Our world is now understood to be a world where something really happens; the whole story of the world need not have been written down in the first quantum like a song on the disk of a phonograph. The whole matter of the world must have been present at the beginning, but the story it has to tell may be written step by step.

— Georges Lemaitre  <link>

…to ask whether God or evolution created life is like asking whether Shakespeare or Hamlet killed Polonius. If there is no Shakespeare, Hamlet’s act is meaningless. It is merely the accidental arrangement of ink on a page. If there is a Shakespeare, however, his existence as the creator of the literary Denmark does not obviate the drama of the play. It is rather a necessary prerequisite for it. Shakespeare, as a playwright, is not a competitor with the drama of the play. 

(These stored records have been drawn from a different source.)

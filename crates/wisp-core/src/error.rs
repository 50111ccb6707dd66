//! Error types for the WISP wire protocol.

use thiserror::Error;

/// Core protocol errors
#[derive(Debug, Error)]
pub enum Error {
    /// Malformed frame or payload
    #[error("codec error: {0}")]
    Codec(#[from] CodecError),

    /// Transport I/O failure
    #[error("I/O error: {0}")]
    Io(#[from] std::io::Error),

    /// Cryptographic error
    #[error("crypto error: {0}")]
    Crypto(#[from] wisp_crypto::CryptoError),
}

impl Error {
    /// Whether the peer sent something that violates the wire format
    #[must_use]
    pub fn is_protocol_violation(&self) -> bool {
        matches!(self, Error::Codec(_))
    }
}

/// Wire decoding errors.
///
/// Every variant is a protocol violation; the receiving side closes the
/// transport.
#[derive(Debug, Error, Clone, PartialEq, Eq)]
pub enum CodecError {
    /// Buffer ended before a field was complete
    #[error("truncated: needed {needed} bytes, {remaining} remaining")]
    Truncated {
        /// Bytes the field needs
        needed: usize,
        /// Bytes left in the buffer
        remaining: usize,
    },

    /// Opcode outside the catalog
    #[error("unknown opcode: {0}")]
    UnknownOpcode(u8),

    /// Flag byte has bits the message does not define
    #[error("invalid flags 0x{flags:02X} (allowed 0x{allowed:02X})")]
    InvalidFlags {
        /// Received flags
        flags: u8,
        /// Bits the message defines
        allowed: u8,
    },

    /// String field is not UTF-8
    #[error("invalid UTF-8 in string field")]
    InvalidUtf8,

    /// Payload continued after the last field
    #[error("{0} trailing bytes after payload")]
    TrailingBytes(usize),

    /// Socket address family other than 4 or 6
    #[error("invalid address family: {0}")]
    InvalidAddressFamily(u8),

    /// Frame exceeds the configured maximum
    #[error("frame too large: {size} bytes (max {max})")]
    FrameTooLarge {
        /// Declared or encoded size
        size: usize,
        /// Configured limit
        max: usize,
    },

    /// Frame without an opcode byte
    #[error("empty frame")]
    EmptyFrame,

    /// Field longer than a `u32` length prefix can describe
    #[error("field length overflows u32")]
    LengthOverflow,
}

— Michael Baruzzini, paraphrasing Stephen Barr, The Beauty of Creation  <link>

There is a great book: the very appearance of created things. Look above you! Look below you! Note it. Read it. God, whom you want to discover, never wrote that book with ink. Instead He set before your eyes the things that He had made. Can you ask for a louder voice than that? Why, heaven and earth shout to you: “God made me!”

— St. Augustine, City of God, 11:22  <link>

Image and Likeness

Is “image and likeness” a redundant phrase, or does it mark a distinction? Arguably the latter. To be created in God’s image is to be granted the potentiality for sharing in the divine life, a potentiality that may or may not be actualized and is shared in equally by all human beings without their consent. Likeness, however, results from man’s free actualization of that potentiality. Whereas the image of God is imposed on man, likeness to God is not, but requires the free cooperation of the creature.

— Bill Vallicella (via)  <link>

Why Is Fire Hot?

One winter evening, when the innovative engineer R. Buckminster Fuller was drinking tea by the fireplace of Prof. Hugh Kenner, three-year-old Lisa Kenner prolonged her bedtime farewell with the question: “Bucky, why is the fire hot?” Kenner writes: Some instinct told Lisa he was the man to ask. His answer, as he took her on his lap, began, like most of his answers, some distance away from the question. “You remember, darling, when the tree was growing in the sunlight?” On arms like upgroping branches, his hands became clusters of leaves as he described their collecting the sunlight, processing its energies into sugars, drawing them down into a stocky trunk. “Then the men cut it down. and and sawed it into logs. And what you see now”—he pointed to the crackling hearth—“is the sunlight, unwinding from the log.”

— Author unknown, reference is to New York Times Magazine via Readers’ Digest  <link>

So every day
I was surrounded by the beautiful crying forth
of the ideas of God,
one of which was you.

— Mary Oliver, poem from Red Bird  <link>

…by virtue of the Creation and, still more, of the Incarnation,
nothing here below is profane for those who know how to see.

— Pierre Teilhard de Chardin  <link>

The Beauty of Creation

In general, every time you feel in God’s creatures something pleasing and attractive, do not let your attention be arrested by them alone, but, passing them by, transfer your thought to God and say: “O my God, if Thy creations are so full of beauty, delight and joy, how infinitely more full of beauty, delight and joy art thou thyself, Creator of all!”

— Nicodemus of the Holy Mountain  <link>

God, not we, is the source of silence.

— Philip Gröning , filmmaker of Into Great Silence  <link>

Creation is not a one-time event. It is God’s ongoing gift on every level from the humblest quark to the highest stage of consciousness.

— Thomas Keating  <link>

Today words no longer arise out of silence, through a creative act of the spirit which gives meaning to language and to the silence, but from other words, from the noise of other words. Neither do they return to the silence but into the noise of other words, to become immersed therein.